Role of RBP2/KDM5A in RB pathway and in differentiation
Inactivation of the retinoblastoma gene (RB1) is viewed as a necessary step in the development of human cancers. It might be a result of mutation in the RB1 gene or, more common, due to pRB hyperphosphorylation. Both types of inactivation lead to deregulation of normal biological processes, and molecularly this can be explained by abrogation of pRB protein-protein interactions. In fact, the view on the pRB as a tumor suppressor has been dominated by its contribution to repressor complexes with E2F family of transcription factors that results in cessation of cell cycle progression. However, another tumor suppressor function of pRB has been connected to its ability to promote differentiation, a process during which cell stops dividing and attributes a certain cell fate, but the critical pRB interacting protein was unknown. We isolated RBP2 (now known as KDM5A histone demethylase) among several pRB-interacting proteins that modulated the ability of pRB to promote differentiation. We showed that the ability of pRB to promote differentiation requires pRB binding to and inhibiting KDM5A. Genetic loss of KDM5A resulted in enhanced ability to execute differentiation program and overridden requirement of pRB for differentiation. Thus, the histone H3K4 demethylase KDM5A is a critical factor in a pRB tumor suppressor function related to the switch from cellular proliferation to differentiation.

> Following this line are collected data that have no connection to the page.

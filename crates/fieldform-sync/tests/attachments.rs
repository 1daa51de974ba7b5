use std::sync::{Arc, Mutex};

use async_trait::async_trait;
use bytes::Bytes;

use fieldform_spec::{
    ConditionMode, FieldDefinition, FieldKind, FormSchema, GeometryKind, ResponseDraft, Section,
};
use fieldform_sync::{AttachmentStore, AttachmentUploads, StoreWriteError, resolve_into_draft};

/// Upload double that records every accepted path and can fail outright.
#[derive(Default)]
struct RecordingStore {
    uploads: Mutex<Vec<String>>,
    fail: bool,
}

#[async_trait]
impl AttachmentStore for RecordingStore {
    async fn upload(&self, path: &str, bytes: Bytes) -> Result<String, StoreWriteError> {
        if self.fail {
            return Err(StoreWriteError::Transient {
                reason: "connection reset".to_string(),
            });
        }
        self.uploads.lock().unwrap().push(path.to_string());
        Ok(format!("stored://{path}#{}", bytes.len()))
    }
}

#[tokio::test]
async fn finish_returns_a_handle_per_field() {
    let store = Arc::new(RecordingStore::default());
    let uploads = AttachmentUploads::new(store.clone());

    uploads.start("photo", "resp-1/photo.jpg", Bytes::from_static(b"jpeg"));
    uploads.start("audio", "resp-1/note.ogg", Bytes::from_static(b"ogg"));

    let handles = uploads.finish().await.unwrap();
    assert_eq!(handles.len(), 2);
    assert_eq!(
        handles.get("photo").map(String::as_str),
        Some("stored://resp-1/photo.jpg#4")
    );

    // A later finish has nothing left to wait for.
    assert!(uploads.finish().await.unwrap().is_empty());
}

#[tokio::test]
async fn repicking_a_file_replaces_the_upload() {
    let store = Arc::new(RecordingStore::default());
    let uploads = AttachmentUploads::new(store.clone());

    uploads.start("photo", "resp-1/first.jpg", Bytes::from_static(b"one"));
    uploads.start("photo", "resp-1/second.jpg", Bytes::from_static(b"two"));

    let handles = uploads.finish().await.unwrap();
    assert_eq!(handles.len(), 1);
    assert_eq!(
        handles.get("photo").map(String::as_str),
        Some("stored://resp-1/second.jpg#3")
    );
}

#[tokio::test]
async fn cancel_discards_the_upload() {
    let store = Arc::new(RecordingStore::default());
    let uploads = AttachmentUploads::new(store.clone());

    uploads.start("photo", "resp-1/photo.jpg", Bytes::from_static(b"jpeg"));
    uploads.cancel("photo");

    assert!(uploads.finish().await.unwrap().is_empty());
}

#[tokio::test]
async fn failed_upload_fails_the_batch() {
    let store = Arc::new(RecordingStore {
        fail: true,
        ..RecordingStore::default()
    });
    let uploads = AttachmentUploads::new(store.clone());

    uploads.start("photo", "resp-1/photo.jpg", Bytes::from_static(b"jpeg"));
    let result = uploads.finish().await;
    assert!(matches!(result, Err(StoreWriteError::Transient { .. })));
}

#[tokio::test]
async fn handles_land_in_the_draft() {
    let photo = FieldDefinition {
        name: "photo".to_string(),
        label: "Photo".to_string(),
        kind: FieldKind::File,
        required: false,
        description: None,
        placeholder: None,
        options: Vec::new(),
        rules: Vec::new(),
        conditions: Vec::new(),
        condition_mode: ConditionMode::All,
        calculation: None,
        section_id: "main".to_string(),
    };
    let schema = FormSchema {
        id: "survey".to_string(),
        title: "Survey".to_string(),
        description: None,
        geometry_type: GeometryKind::None,
        multi_page: false,
        total_pages: 1,
        sections: vec![Section {
            id: "main".to_string(),
            title: "Main".to_string(),
            page_number: 1,
        }],
        fields: vec![photo],
    };
    let mut draft = ResponseDraft::new(&schema);

    let store = Arc::new(RecordingStore::default());
    let uploads = AttachmentUploads::new(store);
    uploads.start("photo", "resp-1/photo.jpg", Bytes::from_static(b"jpeg"));

    let handles = uploads.finish().await.unwrap();
    resolve_into_draft(&mut draft, &handles);
    assert_eq!(
        draft.attachments().get("photo").map(String::as_str),
        Some("stored://resp-1/photo.jpg#4")
    );
}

Role of mitochondrial function in progression to differentiation
Using genome-wide approaches, we found that pRB and KDM5A are critical for regulation of mitochondrial functions in cells that were induced to differentiation. Cells lacking pRB displayed a number of mitochondrial defects, and KDM5A loss in these cells significantly rescued the defects. We found that KDM5A is a direct repressor of metabolic regulatory genes, thus explaining the compensatory role of KDM5A loss in restoring mitochondrial functions. Significantly, KDM5A-dependent metabolic effects were both necessary and sufficient to induce the expression of a network of cell-type specific signaling and structural genes. In addition, activation of mitochondrial function by the mitochondrial biogenesis regulator PGC-1α, a co-activator of the KDM5A target genes, was sufficient to override the differentiation block. The rescue of differentiation by KDM5A loss or by activation of mitochondrial biogenesis reveals the switch to oxidative phosphorylation as an essential step in restoring differentiation and a less aggressive cancer phenotype.

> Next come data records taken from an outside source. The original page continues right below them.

use std::sync::atomic::{AtomicUsize, Ordering};
use std::sync::{Arc, Mutex};

use async_trait::async_trait;
use serde_json::{Value, json};
use tempfile::TempDir;
use time::OffsetDateTime;

use fieldform_spec::{
    ConditionMode, FieldDefinition, FieldKind, FormSchema, GeometryKind, ResponseDraft, Section,
};
use bytes::Bytes;
use fieldform_sync::{
    AttachmentStore, AttachmentUploads, CLIENT_ID_PROPERTY, DrainReport, Geometry, InFlight,
    ResponseRecord, ResponseStore, StoreWriteError, SubmissionCoordinator, SubmissionQueue,
    SubmitError, SubmitOutcome, SyncService,
};

/// Store double that fails a scripted number of attempts with a transient
/// error, then accepts. Writes deduplicate on `client_id` like the real
/// store does.
#[derive(Default)]
struct ScriptedStore {
    transient_failures: AtomicUsize,
    reject_all: bool,
    records: Mutex<Vec<ResponseRecord>>,
}

impl ScriptedStore {
    fn failing(times: usize) -> Self {
        Self {
            transient_failures: AtomicUsize::new(times),
            ..Self::default()
        }
    }

    fn delivered_ids(&self) -> Vec<String> {
        self.records
            .lock()
            .unwrap()
            .iter()
            .map(|record| record.client_id.clone())
            .collect()
    }
}

#[async_trait]
impl ResponseStore for ScriptedStore {
    async fn create_response(&self, record: &ResponseRecord) -> Result<(), StoreWriteError> {
        if self.reject_all {
            return Err(StoreWriteError::Rejected {
                reason: "schema version retired".to_string(),
            });
        }
        if self.transient_failures.load(Ordering::SeqCst) > 0 {
            self.transient_failures.fetch_sub(1, Ordering::SeqCst);
            return Err(StoreWriteError::Transient {
                reason: "connection refused".to_string(),
            });
        }
        let mut records = self.records.lock().unwrap();
        if !records.iter().any(|seen| seen.client_id == record.client_id) {
            records.push(record.clone());
        }
        Ok(())
    }
}

fn schema(geometry: GeometryKind) -> FormSchema {
    let species = FieldDefinition {
        name: "species".to_string(),
        label: "Species".to_string(),
        kind: FieldKind::Text,
        required: true,
        description: None,
        placeholder: None,
        options: Vec::new(),
        rules: Vec::new(),
        conditions: Vec::new(),
        condition_mode: ConditionMode::All,
        calculation: None,
        section_id: "main".to_string(),
    };
    FormSchema {
        id: "tree-survey".to_string(),
        title: "Tree survey".to_string(),
        description: None,
        geometry_type: geometry,
        multi_page: false,
        total_pages: 1,
        sections: vec![Section {
            id: "main".to_string(),
            title: "Main".to_string(),
            page_number: 1,
        }],
        fields: vec![species],
    }
}

fn draft(schema: &FormSchema) -> ResponseDraft {
    let mut draft = ResponseDraft::new(schema);
    draft.set_value(schema, "species", json!("oak"));
    draft
}

fn pipeline(
    store: Arc<ScriptedStore>,
    dir: &TempDir,
) -> (SubmissionCoordinator, SyncService) {
    let queue = SubmissionQueue::open(dir.path()).unwrap();
    let in_flight = InFlight::new();
    let coordinator = SubmissionCoordinator::new(
        store.clone(),
        queue.clone(),
        in_flight.clone(),
    );
    let sync = SyncService::new(store, queue, in_flight);
    (coordinator, sync)
}

#[tokio::test]
async fn online_submission_delivers_without_queuing() {
    let store = Arc::new(ScriptedStore::default());
    let dir = TempDir::new().unwrap();
    let (coordinator, _) = pipeline(store.clone(), &dir);

    let schema = schema(GeometryKind::None);
    let outcome = coordinator.submit(&schema, &draft(&schema), None).await.unwrap();

    let SubmitOutcome::Delivered { client_id } = outcome else {
        panic!("expected delivery, got {outcome:?}");
    };
    assert_eq!(store.delivered_ids(), vec![client_id]);
    assert!(coordinator.queue().pending().unwrap().is_empty());
}

#[tokio::test]
async fn geometry_bearing_form_requires_a_position() {
    let store = Arc::new(ScriptedStore::default());
    let dir = TempDir::new().unwrap();
    let (coordinator, _) = pipeline(store.clone(), &dir);

    let schema = schema(GeometryKind::Point);
    let result = coordinator.submit(&schema, &draft(&schema), None).await;
    assert!(matches!(result, Err(SubmitError::GeometryMissing)));

    let geometry = Geometry::Point {
        coordinates: [18.07, 59.33],
    };
    let outcome = coordinator
        .submit(&schema, &draft(&schema), Some(geometry.clone()))
        .await
        .unwrap();
    assert!(matches!(outcome, SubmitOutcome::Delivered { .. }));

    let records = store.records.lock().unwrap();
    assert_eq!(records[0].payload.geometry, Some(geometry));
    assert_eq!(
        records[0].payload.properties.get(CLIENT_ID_PROPERTY),
        Some(&Value::String(records[0].client_id.clone()))
    );
}

#[tokio::test]
async fn two_offline_attempts_deliver_exactly_once() {
    // First two delivery attempts hit a dead network.
    let store = Arc::new(ScriptedStore::failing(2));
    let dir = TempDir::new().unwrap();
    let (coordinator, sync) = pipeline(store.clone(), &dir);

    let schema = schema(GeometryKind::None);
    let outcome = coordinator.submit(&schema, &draft(&schema), None).await.unwrap();
    let SubmitOutcome::QueuedOffline { client_id } = outcome else {
        panic!("expected offline queuing, got {outcome:?}");
    };

    // User retries while still offline. Same client_id, still one entry.
    let outcome = coordinator.retry(&client_id).await.unwrap();
    assert!(matches!(outcome, SubmitOutcome::QueuedOffline { .. }));
    let pending = coordinator.queue().pending().unwrap();
    assert_eq!(pending.len(), 1);
    assert!(!pending[0].synced);
    assert_eq!(pending[0].created_at.year(), OffsetDateTime::now_utc().year());

    // Connectivity returns; one drain delivers the single entry.
    let report = sync.drain().await.unwrap();
    assert_eq!(report, DrainReport { delivered: 1, failed: 0 });
    assert_eq!(store.delivered_ids(), vec![client_id.clone()]);
    assert!(coordinator.queue().pending().unwrap().is_empty());

    // A second drain has nothing to do.
    let report = sync.drain().await.unwrap();
    assert_eq!(report, DrainReport::default());
    assert_eq!(store.delivered_ids().len(), 1);

    // Even an explicit retry after delivery stays a no-op at the store.
    let outcome = coordinator.retry(&client_id).await.unwrap();
    assert!(matches!(outcome, SubmitOutcome::Delivered { .. }));
    assert_eq!(store.delivered_ids().len(), 1);
}

struct PassthroughUploads;

#[async_trait]
impl AttachmentStore for PassthroughUploads {
    async fn upload(&self, path: &str, _bytes: Bytes) -> Result<String, StoreWriteError> {
        Ok(format!("stored://{path}"))
    }
}

#[tokio::test]
async fn submit_waits_for_attachment_uploads() {
    let store = Arc::new(ScriptedStore::default());
    let dir = TempDir::new().unwrap();
    let (coordinator, _) = pipeline(store.clone(), &dir);

    let uploads = AttachmentUploads::new(Arc::new(PassthroughUploads));
    uploads.start("photo", "resp-1/photo.jpg", Bytes::from_static(b"jpeg"));

    let schema = schema(GeometryKind::None);
    let mut draft = draft(&schema);
    let outcome = coordinator
        .submit_with_uploads(&schema, &mut draft, &uploads, None)
        .await
        .unwrap();
    assert!(matches!(outcome, SubmitOutcome::Delivered { .. }));

    let records = store.records.lock().unwrap();
    assert_eq!(
        records[0].payload.properties.get("photo"),
        Some(&json!("stored://resp-1/photo.jpg"))
    );
}

#[tokio::test]
async fn rejected_submission_is_not_queued() {
    let store = Arc::new(ScriptedStore {
        reject_all: true,
        ..ScriptedStore::default()
    });
    let dir = TempDir::new().unwrap();
    let (coordinator, _) = pipeline(store.clone(), &dir);

    let schema = schema(GeometryKind::None);
    let outcome = coordinator.submit(&schema, &draft(&schema), None).await.unwrap();
    assert!(matches!(
        outcome,
        SubmitOutcome::Rejected { reason } if reason.contains("retired")
    ));
    assert!(coordinator.queue().pending().unwrap().is_empty());
}

#[tokio::test]
async fn drain_skips_entries_claimed_by_a_foreground_attempt() {
    let store = Arc::new(ScriptedStore::failing(1));
    let dir = TempDir::new().unwrap();

    let queue = SubmissionQueue::open(dir.path()).unwrap();
    let in_flight = InFlight::new();
    let coordinator =
        SubmissionCoordinator::new(store.clone(), queue.clone(), in_flight.clone());
    let sync = SyncService::new(store.clone(), queue, in_flight.clone());

    let schema = schema(GeometryKind::None);
    let outcome = coordinator.submit(&schema, &draft(&schema), None).await.unwrap();
    let SubmitOutcome::QueuedOffline { client_id } = outcome else {
        panic!("expected offline queuing, got {outcome:?}");
    };

    let guard = in_flight.claim(&client_id).unwrap();
    let report = sync.drain().await.unwrap();
    assert_eq!(report, DrainReport::default());
    assert_eq!(coordinator.queue().pending().unwrap().len(), 1);

    drop(guard);
    let report = sync.drain().await.unwrap();
    assert_eq!(report, DrainReport { delivered: 1, failed: 0 });
}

KDM5A effects on gene expression
We think that if we reach global understanding of the central effector of RB pathway such as KDM5A, we will know better how to treat cancer. Using a combination of gene expression analysis and immunoprecipitation with massively parallel sequencing (ChIP-seq), we were able to correlate gene transcript level with KDM5A binding and H3K4me3 level. A number of experiments attributed not only repressing but activating activities to the KDM5A. The major question that stands out from my previous research is how KDM5A accommodates the two functions on different genes. We are using gene knockdown and CRISPR techniques to investigate factors modifying the outcome of KDM5A binding at the genomic loci.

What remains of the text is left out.